── Dataset excerpts ──

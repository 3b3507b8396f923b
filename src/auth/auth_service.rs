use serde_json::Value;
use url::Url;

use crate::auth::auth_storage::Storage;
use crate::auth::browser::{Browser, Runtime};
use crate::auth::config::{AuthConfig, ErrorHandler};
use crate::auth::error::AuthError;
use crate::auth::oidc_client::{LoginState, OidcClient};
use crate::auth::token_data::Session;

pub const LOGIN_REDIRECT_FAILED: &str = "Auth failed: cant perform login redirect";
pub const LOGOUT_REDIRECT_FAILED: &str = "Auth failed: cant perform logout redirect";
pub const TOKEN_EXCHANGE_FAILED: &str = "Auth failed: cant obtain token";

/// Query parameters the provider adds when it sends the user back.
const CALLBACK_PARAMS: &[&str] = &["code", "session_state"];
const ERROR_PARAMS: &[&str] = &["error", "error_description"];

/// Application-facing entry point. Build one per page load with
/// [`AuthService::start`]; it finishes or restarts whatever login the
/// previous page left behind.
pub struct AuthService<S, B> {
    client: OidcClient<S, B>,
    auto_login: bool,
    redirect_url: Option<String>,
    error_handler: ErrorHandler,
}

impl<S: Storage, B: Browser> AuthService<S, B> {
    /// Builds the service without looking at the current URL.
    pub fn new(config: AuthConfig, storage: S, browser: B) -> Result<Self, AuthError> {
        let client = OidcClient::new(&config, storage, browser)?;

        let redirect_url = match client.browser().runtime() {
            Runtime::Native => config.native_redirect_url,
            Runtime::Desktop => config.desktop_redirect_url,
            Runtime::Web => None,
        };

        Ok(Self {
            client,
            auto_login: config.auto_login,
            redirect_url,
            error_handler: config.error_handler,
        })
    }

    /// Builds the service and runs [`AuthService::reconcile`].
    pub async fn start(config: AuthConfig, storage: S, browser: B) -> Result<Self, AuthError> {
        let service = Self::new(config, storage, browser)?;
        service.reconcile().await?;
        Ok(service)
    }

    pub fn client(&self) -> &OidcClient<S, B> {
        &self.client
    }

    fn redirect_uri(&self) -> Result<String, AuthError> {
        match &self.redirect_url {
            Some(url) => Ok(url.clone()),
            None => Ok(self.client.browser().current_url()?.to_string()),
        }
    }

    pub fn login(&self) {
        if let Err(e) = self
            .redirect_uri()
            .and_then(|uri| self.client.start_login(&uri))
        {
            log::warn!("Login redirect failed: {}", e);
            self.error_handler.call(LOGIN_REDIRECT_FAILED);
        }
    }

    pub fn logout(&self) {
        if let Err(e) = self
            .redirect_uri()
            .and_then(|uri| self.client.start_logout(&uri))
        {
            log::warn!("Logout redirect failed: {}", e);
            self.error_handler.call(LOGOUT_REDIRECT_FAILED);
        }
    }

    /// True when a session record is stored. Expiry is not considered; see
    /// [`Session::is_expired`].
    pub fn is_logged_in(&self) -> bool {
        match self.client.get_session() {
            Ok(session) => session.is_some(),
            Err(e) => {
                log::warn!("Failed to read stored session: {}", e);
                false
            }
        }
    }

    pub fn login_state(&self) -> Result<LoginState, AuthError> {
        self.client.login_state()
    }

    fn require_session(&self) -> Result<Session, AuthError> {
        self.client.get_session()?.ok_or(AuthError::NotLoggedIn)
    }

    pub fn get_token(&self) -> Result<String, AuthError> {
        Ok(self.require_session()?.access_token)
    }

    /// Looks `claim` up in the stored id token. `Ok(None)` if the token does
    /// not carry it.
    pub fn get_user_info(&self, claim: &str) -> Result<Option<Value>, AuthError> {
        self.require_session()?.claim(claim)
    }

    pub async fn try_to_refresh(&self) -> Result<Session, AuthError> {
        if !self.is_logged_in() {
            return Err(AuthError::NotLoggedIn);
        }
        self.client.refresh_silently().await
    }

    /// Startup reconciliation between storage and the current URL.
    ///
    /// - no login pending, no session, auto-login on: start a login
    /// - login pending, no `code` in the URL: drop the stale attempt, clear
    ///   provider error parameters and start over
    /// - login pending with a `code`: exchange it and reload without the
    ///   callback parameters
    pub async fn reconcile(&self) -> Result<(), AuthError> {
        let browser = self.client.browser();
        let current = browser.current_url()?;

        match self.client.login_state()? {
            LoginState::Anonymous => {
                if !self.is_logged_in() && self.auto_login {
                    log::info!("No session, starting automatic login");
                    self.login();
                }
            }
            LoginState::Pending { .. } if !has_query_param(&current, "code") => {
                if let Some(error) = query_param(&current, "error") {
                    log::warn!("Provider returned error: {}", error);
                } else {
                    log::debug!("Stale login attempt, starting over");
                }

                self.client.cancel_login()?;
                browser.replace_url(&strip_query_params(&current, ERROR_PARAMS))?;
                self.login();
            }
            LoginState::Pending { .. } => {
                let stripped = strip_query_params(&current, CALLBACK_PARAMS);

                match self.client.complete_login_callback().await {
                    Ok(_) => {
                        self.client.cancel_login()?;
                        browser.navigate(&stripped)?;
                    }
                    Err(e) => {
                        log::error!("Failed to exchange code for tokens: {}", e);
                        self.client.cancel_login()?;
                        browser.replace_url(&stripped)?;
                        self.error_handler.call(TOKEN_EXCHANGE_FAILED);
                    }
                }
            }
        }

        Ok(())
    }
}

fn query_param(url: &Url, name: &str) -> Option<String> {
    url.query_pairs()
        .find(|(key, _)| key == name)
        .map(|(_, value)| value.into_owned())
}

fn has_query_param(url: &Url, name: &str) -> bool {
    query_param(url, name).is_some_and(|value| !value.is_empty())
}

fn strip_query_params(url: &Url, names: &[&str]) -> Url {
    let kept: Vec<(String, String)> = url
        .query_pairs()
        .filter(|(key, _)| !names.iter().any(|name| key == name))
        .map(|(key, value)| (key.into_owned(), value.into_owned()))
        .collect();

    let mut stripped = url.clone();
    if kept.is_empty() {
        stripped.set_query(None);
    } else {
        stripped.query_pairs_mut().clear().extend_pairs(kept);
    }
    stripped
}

───

- **The task**:
For every line above that has "match" in it, copy the line.

- **Solution for this problem**:
        let redirect_url = match client.browser().runtime() {
        match &self.redirect_url {
        match self.client.get_session() {
        match self.client.login_state()? {
                match self.client.complete_login_callback().await {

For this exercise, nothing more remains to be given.